**EXERCISE DESCRIPTION**.
An exact reprint of the data below is required, line for line.

**RECORDS PROVIDED**.

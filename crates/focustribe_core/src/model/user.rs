//! Current-user profile persisted under the `user` key.

use chrono::{DateTime, Utc};
use serde::{Deserialize, Serialize};
use uuid::Uuid;

#[derive(Debug, Clone, PartialEq, Eq, Serialize, Deserialize)]
#[serde(rename_all = "camelCase")]
pub struct UserProfile {
    pub id: Uuid,
    pub name: String,
    pub email: String,
    pub created_at: DateTime<Utc>,
}

/// Sign-up input. The password is checked for presence and then dropped.
#[derive(Debug, Clone, Default, PartialEq, Eq, Deserialize)]
#[serde(rename_all = "camelCase")]
pub struct RegisterRequest {
    pub name: String,
    pub email: String,
    pub password: String,
}

#[derive(Debug, Clone, Default, PartialEq, Eq, Deserialize)]
#[serde(rename_all = "camelCase")]
pub struct Credentials {
    pub email: String,
    pub password: String,
}
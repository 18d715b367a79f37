//! Validation failures raised before any state is mutated.

use std::error::Error;
use std::fmt::{Display, Formatter};

#[derive(Debug, Clone, PartialEq, Eq)]
pub enum ValidationError {
    /// A required field was missing or blank.
    MissingField(&'static str),
    /// A patch asked for `status` and `completed` values that disagree.
    ConflictingCompletion,
    /// Tribes always keep at least their creator.
    MemberCountBelowMinimum(u32),
    /// Email does not look like an address.
    InvalidEmail(String),
}

impl Display for ValidationError {
    fn fmt(&self, f: &mut Formatter<'_>) -> std::fmt::Result {
        match self {
            Self::MissingField(field) => write!(f, "required field `{field}` is missing"),
            Self::ConflictingCompletion => {
                write!(f, "`status` and `completed` disagree on completion state")
            }
            Self::MemberCountBelowMinimum(value) => {
                write!(f, "member count must be at least 1, got {value}")
            }
            Self::InvalidEmail(value) => write!(f, "invalid email address: `{value}`"),
        }
    }
}

impl Error for ValidationError {}
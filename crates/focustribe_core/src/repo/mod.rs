//! In-memory entity repositories with write-through persistence.
//!
//! # Responsibility
//! - Own the authoritative collection for each entity kind.
//! - Surface semantic errors (`NotFound`, `Validation`) to callers.
//! - Persist the full collection after every successful write.
//!
//! # Invariants
//! - Reads hand out clones; callers never hold references into a collection.
//! - Identifiers are allocated only after input validation succeeds.
//! - A failed write leaves the collection unchanged.

mod collection;
pub mod session_repo;
pub mod task_repo;
pub mod tribe_repo;

use crate::ids::{IdAllocator, IdSpaceExhausted};
use crate::model::validation::ValidationError;
use crate::model::EntityKind;
use crate::store::StoreAdapter;
use chrono::{DateTime, Utc};
use serde::Serialize;
use std::error::Error;
use std::fmt::{Display, Formatter};

pub type RepoResult<T> = Result<T, RepoError>;

#[derive(Debug, Clone, PartialEq, Eq)]
pub enum RepoError {
    NotFound { kind: EntityKind, id: u64 },
    Validation(ValidationError),
    IdsExhausted(IdSpaceExhausted),
}

impl Display for RepoError {
    fn fmt(&self, f: &mut Formatter<'_>) -> std::fmt::Result {
        match self {
            Self::NotFound { kind, id } => write!(f, "{kind} not found: {id}"),
            Self::Validation(err) => write!(f, "{err}"),
            Self::IdsExhausted(err) => write!(f, "{err}"),
        }
    }
}

impl Error for RepoError {
    fn source(&self) -> Option<&(dyn Error + 'static)> {
        match self {
            Self::NotFound { .. } => None,
            Self::Validation(err) => Some(err),
            Self::IdsExhausted(err) => Some(err),
        }
    }
}

impl From<ValidationError> for RepoError {
    fn from(value: ValidationError) -> Self {
        Self::Validation(value)
    }
}

impl From<IdSpaceExhausted> for RepoError {
    fn from(value: IdSpaceExhausted) -> Self {
        Self::IdsExhausted(value)
    }
}

/// Returned by delete operations.
#[derive(Debug, Clone, Copy, PartialEq, Eq, Serialize)]
#[serde(rename_all = "camelCase")]
pub struct DeleteConfirmation {
    pub kind: EntityKind,
    pub id: u64,
}

/// Everything a write needs besides the collection itself.
pub struct WriteContext<'a> {
    pub store: &'a mut StoreAdapter,
    pub ids: &'a mut IdAllocator,
    pub now: DateTime<Utc>,
}

impl WriteContext<'_> {
    pub fn allocate(&mut self, kind: EntityKind) -> RepoResult<u64> {
        Ok(self.ids.next(kind, self.store)?)
    }
}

**THE ANSWER**.
filename crates/focustribe_core/src/model/user.rs
//! Current-user profile persisted under the `user` key.

use chrono::{DateTime, Utc};
use serde::{Deserialize, Serialize};
use uuid::Uuid;

#[derive(Debug, Clone, PartialEq, Eq, Serialize, Deserialize)]
#[serde(rename_all = "camelCase")]
pub struct UserProfile {
    pub id: Uuid,
    pub name: String,
    pub email: String,
    pub created_at: DateTime<Utc>,
}

/// Sign-up input. The password is checked for presence and then dropped.
#[derive(Debug, Clone, Default, PartialEq, Eq, Deserialize)]
#[serde(rename_all = "camelCase")]
pub struct RegisterRequest {
    pub name: String,
    pub email: String,
    pub password: String,
}

#[derive(Debug, Clone, Default, PartialEq, Eq, Deserialize)]
#[serde(rename_all = "camelCase")]
pub struct Credentials {
    pub email: String,
    pub password: String,
}
repository 18d715b367a79f37
//! Validation failures raised before any state is mutated.

use std::error::Error;
use std::fmt::{Display, Formatter};

#[derive(Debug, Clone, PartialEq, Eq)]
pub enum ValidationError {
    /// A required field was missing or blank.
    MissingField(&'static str),
    /// A patch asked for `status` and `completed` values that disagree.
    ConflictingCompletion,
    /// Tribes always keep at least their creator.
    MemberCountBelowMinimum(u32),
    /// Email does not look like an address.
    InvalidEmail(String),
}

impl Display for ValidationError {
    fn fmt(&self, f: &mut Formatter<'_>) -> std::fmt::Result {
        match self {
            Self::MissingField(field) => write!(f, "required field `{field}` is missing"),
            Self::ConflictingCompletion => {
                write!(f, "`status` and `completed` disagree on completion state")
            }
            Self::MemberCountBelowMinimum(value) => {
                write!(f, "member count must be at least 1, got {value}")
            }
            Self::InvalidEmail(value) => write!(f, "invalid email address: `{value}`"),
        }
    }
}

impl Error for ValidationError {}
filename crates/focustribe_core/src/repo/mod.rs
//! In-memory entity repositories with write-through persistence.
//!
//! # Responsibility
//! - Own the authoritative collection for each entity kind.
//! - Surface semantic errors (`NotFound`, `Validation`) to callers.
//! - Persist the full collection after every successful write.
//!
//! # Invariants
//! - Reads hand out clones; callers never hold references into a collection.
//! - Identifiers are allocated only after input validation succeeds.
//! - A failed write leaves the collection unchanged.

mod collection;
pub mod session_repo;
pub mod task_repo;
pub mod tribe_repo;

use crate::ids::{IdAllocator, IdSpaceExhausted};
use crate::model::validation::ValidationError;
use crate::model::EntityKind;
use crate::store::StoreAdapter;
use chrono::{DateTime, Utc};
use serde::Serialize;
use std::error::Error;
use std::fmt::{Display, Formatter};

pub type RepoResult<T> = Result<T, RepoError>;

#[derive(Debug, Clone, PartialEq, Eq)]
pub enum RepoError {
    NotFound { kind: EntityKind, id: u64 },
    Validation(ValidationError),
    IdsExhausted(IdSpaceExhausted),
}

impl Display for RepoError {
    fn fmt(&self, f: &mut Formatter<'_>) -> std::fmt::Result {
        match self {
            Self::NotFound { kind, id } => write!(f, "{kind} not found: {id}"),
            Self::Validation(err) => write!(f, "{err}"),
            Self::IdsExhausted(err) => write!(f, "{err}"),
        }
    }
}

impl Error for RepoError {
    fn source(&self) -> Option<&(dyn Error + 'static)> {
        match self {
            Self::NotFound { .. } => None,
            Self::Validation(err) => Some(err),
            Self::IdsExhausted(err) => Some(err),
        }
    }
}

impl From<ValidationError> for RepoError {
    fn from(value: ValidationError) -> Self {
        Self::Validation(value)
    }
}

impl From<IdSpaceExhausted> for RepoError {
    fn from(value: IdSpaceExhausted) -> Self {
        Self::IdsExhausted(value)
    }
}

/// Returned by delete operations.
#[derive(Debug, Clone, Copy, PartialEq, Eq, Serialize)]
#[serde(rename_all = "camelCase")]
pub struct DeleteConfirmation {
    pub kind: EntityKind,
    pub id: u64,
}

/// Everything a write needs besides the collection itself.
pub struct WriteContext<'a> {
    pub store: &'a mut StoreAdapter,
    pub ids: &'a mut IdAllocator,
    pub now: DateTime<Utc>,
}

impl WriteContext<'_> {
    pub fn allocate(&mut self, kind: EntityKind) -> RepoResult<u64> {
        Ok(self.ids.next(kind, self.store)?)
    }
}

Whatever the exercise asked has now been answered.